GBE2: Pick a line from a book and write from there.

Two roads diverged in a wood, and I—
I took the one less traveled by,
And that has made all the difference.


"The Road Not Taken"
---by Robert Frost

Every time I read this line, I picture a parent, even me, young and naive, walking that single path of impending parenthood one day when, unexpectedly, I am faced with change, a spot in the road where the path diverges into two distinct directions.

This is where my future is determined.

Standing in line with other expantant parents on that path, we anxiously await our fate. Will our lives be directed down the well-worn path of conventional society, of developmental milestones, soccer teams and school proms? Or, will a few of us be sent down the road less traveled?

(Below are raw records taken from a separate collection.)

//! Readiness handler backed by a real database ping.

use crate::state::AppState;
use axum::{
    extract::State,
    response::{IntoResponse, Response},
};
use axum_helpers::server::{HealthCheckFuture, run_health_checks};
use database::postgres::check_health_detailed;

pub async fn ready_handler(State(state): State<AppState>) -> Response {
    let database: HealthCheckFuture<'_> = Box::pin(async {
        let status = check_health_detailed(&state.db).await;
        tracing::debug!(response_time_ms = status.response_time_ms, "Database ping");
        if status.healthy {
            Ok(())
        } else {
            Err(status.message.unwrap_or_else(|| "unhealthy".to_string()))
        }
    });

    run_health_checks(vec![("database", database)])
        .await
        .into_response()
}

You know that road, it's the road we all fear as parents when we are expecting. It's the road of quiet whispers, long stares, long nights, deep breaths, public meltdowns, missed milestones and broken hearts.

It's the road nobody wants, at least not at first, anyway.

In my heart, I realized I was on the less-traveled road to special needs parenting before I left the hospital with my older son, then a newborn. I fought it. I kept trying to turn back. I wanted the other road. I wanted that road for us both.

It's not that I wanted to give him back, and I knew that I couldn't. I didn't want to change him...I just wanted to fix him. Try as I did, I could not fix him. And, in realizing that I couldn't fix him, I started to see that he, in fact, wasn't broken at all.

I was.

I started down this path an individual, narrow in scope, patience and understanding. Today I wonder, why is it that I am the one considered "normal"?

Our older son likes to play with sounds. He has vocal stims but very few functional words. To be honest, I have A LOT of words that are functional yet atrocious all at once. Why am I more socially acceptable?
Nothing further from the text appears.